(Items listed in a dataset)
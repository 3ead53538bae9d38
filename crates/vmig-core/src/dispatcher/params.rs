//! Parameter maps and their two wire encodings.

use std::collections::BTreeMap;

use serde_json::Value;

/// Ordered string-keyed parameter map.
pub type Parameters = BTreeMap<String, Value>;

const SENSITIVE_FRAGMENTS: [&str; 4] = ["password", "secret", "credential", "token"];

const REDACTED: &str = "***";

const DESCRIBE_VALUE_CHARS: usize = 60;

/// Whether a parameter name carries a secret.
pub fn is_sensitive(name: &str) -> bool {
    let name = name.to_ascii_lowercase();
    SENSITIVE_FRAGMENTS.iter().any(|f| name.contains(f))
}

/// Direct convention: `-Name value` pairs.
///
/// `true` becomes a bare switch, `false` and `null` are omitted, strings and
/// numbers are passed verbatim and nested values as compact JSON.
pub fn to_direct_args(params: &Parameters) -> Vec<String> {
    let mut args = Vec::with_capacity(params.len() * 2);
    for (name, value) in params {
        match value {
            Value::Bool(true) => args.push(format!("-{name}")),
            Value::Bool(false) | Value::Null => {}
            Value::String(s) => {
                args.push(format!("-{name}"));
                args.push(s.clone());
            }
            Value::Number(n) => {
                args.push(format!("-{name}"));
                args.push(n.to_string());
            }
            nested => {
                args.push(format!("-{name}"));
                args.push(nested.to_string());
            }
        }
    }
    args
}

/// Optimized convention: one JSON object for stdin.
pub fn to_stdin_payload(params: &Parameters) -> serde_json::Result<Vec<u8>> {
    serde_json::to_vec(params)
}

/// `Name=value` listing with sensitive values replaced.
pub fn describe(params: &Parameters) -> String {
    params
        .iter()
        .map(|(name, value)| {
            if is_sensitive(name) {
                format!("{name}={REDACTED}")
            } else {
                let rendered = match value {
                    Value::String(s) => s.clone(),
                    other => other.to_string(),
                };
                format!("{name}={}", truncate(&rendered, DESCRIBE_VALUE_CHARS))
            }
        })
        .collect::<Vec<_>>()
        .join(", ")
}

/// Replace any sensitive parameter value occurring in `text`.
pub fn scrub(text: &str, params: &Parameters) -> String {
    let mut out = text.to_string();
    for (name, value) in params {
        if !is_sensitive(name) {
            continue;
        }
        if let Value::String(secret) = value {
            if !secret.is_empty() {
                out = out.replace(secret.as_str(), REDACTED);
            }
        }
    }
    out
}

/// First `max` characters of `text`, with an ellipsis when cut.
pub fn truncate(text: &str, max: usize) -> String {
    match text.char_indices().nth(max) {
        Some((idx, _)) => format!("{}...", &text[..idx]),
        None => text.to_string(),
    }
}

_WORK REQUEST_:
Word for word, restate all of the data shown above.

_WRITTEN REPLY_:
repository 3ead53538bae9d38
filename crates/vmig-core/src/dispatcher/params.rs
//! Parameter maps and their two wire encodings.

use std::collections::BTreeMap;

use serde_json::Value;

/// Ordered string-keyed parameter map.
pub type Parameters = BTreeMap<String, Value>;

const SENSITIVE_FRAGMENTS: [&str; 4] = ["password", "secret", "credential", "token"];

const REDACTED: &str = "***";

const DESCRIBE_VALUE_CHARS: usize = 60;

/// Whether a parameter name carries a secret.
pub fn is_sensitive(name: &str) -> bool {
    let name = name.to_ascii_lowercase();
    SENSITIVE_FRAGMENTS.iter().any(|f| name.contains(f))
}

/// Direct convention: `-Name value` pairs.
///
/// `true` becomes a bare switch, `false` and `null` are omitted, strings and
/// numbers are passed verbatim and nested values as compact JSON.
pub fn to_direct_args(params: &Parameters) -> Vec<String> {
    let mut args = Vec::with_capacity(params.len() * 2);
    for (name, value) in params {
        match value {
            Value::Bool(true) => args.push(format!("-{name}")),
            Value::Bool(false) | Value::Null => {}
            Value::String(s) => {
                args.push(format!("-{name}"));
                args.push(s.clone());
            }
            Value::Number(n) => {
                args.push(format!("-{name}"));
                args.push(n.to_string());
            }
            nested => {
                args.push(format!("-{name}"));
                args.push(nested.to_string());
            }
        }
    }
    args
}

/// Optimized convention: one JSON object for stdin.
pub fn to_stdin_payload(params: &Parameters) -> serde_json::Result<Vec<u8>> {
    serde_json::to_vec(params)
}

/// `Name=value` listing with sensitive values replaced.
pub fn describe(params: &Parameters) -> String {
    params
        .iter()
        .map(|(name, value)| {
            if is_sensitive(name) {
                format!("{name}={REDACTED}")
            } else {
                let rendered = match value {
                    Value::String(s) => s.clone(),
                    other => other.to_string(),
                };
                format!("{name}={}", truncate(&rendered, DESCRIBE_VALUE_CHARS))
            }
        })
        .collect::<Vec<_>>()
        .join(", ")
}

/// Replace any sensitive parameter value occurring in `text`.
pub fn scrub(text: &str, params: &Parameters) -> String {
    let mut out = text.to_string();
    for (name, value) in params {
        if !is_sensitive(name) {
            continue;
        }
        if let Value::String(secret) = value {
            if !secret.is_empty() {
                out = out.replace(secret.as_str(), REDACTED);
            }
        }
    }
    out
}

/// First `max` characters of `text`, with an ellipsis when cut.
pub fn truncate(text: &str, max: usize) -> String {
    match text.char_indices().nth(max) {
        Some((idx, _)) => format!("{}...", &text[..idx]),
        None => text.to_string(),
    }
}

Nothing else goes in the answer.